Dataset entries:

┌──

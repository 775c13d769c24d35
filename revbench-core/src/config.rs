//! `config.toml` loading.
//!
//! Every field has a default, so a partial file (or none at all) is valid.
//! `0` for either limit means unbounded.

use std::path::{Path, PathBuf};

use serde::Deserialize;

use crate::error::ConfigError;
use crate::workbench::Limits;

#[derive(Debug, Clone, PartialEq, Deserialize)]
#[serde(default)]
pub struct Config {
    pub theme: String,
    pub db_path: String,
    pub history_limit: usize,
    pub version_limit: usize,
    pub assistant: AssistantConfig,
    pub github: GithubConfig,
}

#[derive(Debug, Clone, PartialEq, Deserialize)]
#[serde(default)]
pub struct AssistantConfig {
    pub base_url: String,
    pub model: String,
    /// Name of the environment variable holding the API key.
    pub api_key_env: String,
    pub temperature: f32,
}

#[derive(Debug, Clone, PartialEq, Deserialize)]
#[serde(default)]
pub struct GithubConfig {
    pub api_base: String,
    pub raw_base: String,
    pub token_env: String,
    pub max_files: usize,
}

impl Default for Config {
    fn default() -> Self {
        Self {
            theme: "catppuccin-mocha".to_owned(),
            db_path: ".revbench/projects.db".to_owned(),
            history_limit: 0,
            version_limit: 0,
            assistant: AssistantConfig::default(),
            github: GithubConfig::default(),
        }
    }
}

impl Default for AssistantConfig {
    fn default() -> Self {
        Self {
            base_url: "https://api.openai.com/v1".to_owned(),
            model: "gpt-4o-mini".to_owned(),
            api_key_env: "OPENAI_API_KEY".to_owned(),
            temperature: 0.2,
        }
    }
}

impl Default for GithubConfig {
    fn default() -> Self {
        Self {
            api_base: "https://api.github.com".to_owned(),
            raw_base: "https://raw.githubusercontent.com".to_owned(),
            token_env: "GITHUB_TOKEN".to_owned(),
            max_files: crate::ingest::MAX_FILES,
        }
    }
}

impl Config {
    /// Retention caps for the workbench.
    pub fn limits(&self) -> Limits {
        let cap = |n: usize| (n > 0).then_some(n);
        Limits { history: cap(self.history_limit), versions: cap(self.version_limit) }
    }
}

impl AssistantConfig {
    /// The API key from the configured environment variable, if set and non-empty.
    pub fn api_key(&self) -> Option<String> {
        read_env(&self.api_key_env)
    }
}

impl GithubConfig {
    pub fn token(&self) -> Option<String> {
        read_env(&self.token_env)
    }
}

fn read_env(name: &str) -> Option<String> {
    std::env::var(name).ok().filter(|v| !v.trim().is_empty())
}

/// Returns the path to the revbench config file.
///
/// Prefers `$XDG_CONFIG_HOME/revbench/config.toml`; falls back to
/// `~/.config/revbench/config.toml` when the env var is absent.
pub fn config_path() -> PathBuf {
    let base = std::env::var("XDG_CONFIG_HOME")
        .ok()
        .map(PathBuf::from)
        .or_else(|| {
            std::env::var("HOME")
                .ok()
                .map(|h| PathBuf::from(h).join(".config"))
        })
        .unwrap_or_else(|| PathBuf::from(".config"));
    base.join("revbench").join("config.toml")
}

/// Parses the config at `path`. A missing file yields the defaults.
///
/// # Errors
///
/// Returns `ConfigError::Read` for I/O failures other than "not found" and
/// `ConfigError::Parse` for invalid TOML.
pub fn load(path: &Path) -> Result<Config, ConfigError> {
    let raw = match std::fs::read_to_string(path) {
        Ok(s) => s,
        Err(e) if e.kind() == std::io::ErrorKind::NotFound => return Ok(Config::default()),
        Err(source) => {
            return Err(ConfigError::Read { path: path.display().to_string(), source });
        }
    };
    parse(&raw).map_err(|source| ConfigError::Parse { path: path.display().to_string(), source })
}

pub fn parse(raw: &str) -> Result<Config, toml::de::Error> {
    toml::from_str(raw)
}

└──

# Problem description
For every line in the data above that holds "Option", return the line itself.

# Written solution
    pub fn api_key(&self) -> Option<String> {
    pub fn token(&self) -> Option<String> {
fn read_env(name: &str) -> Option<String> {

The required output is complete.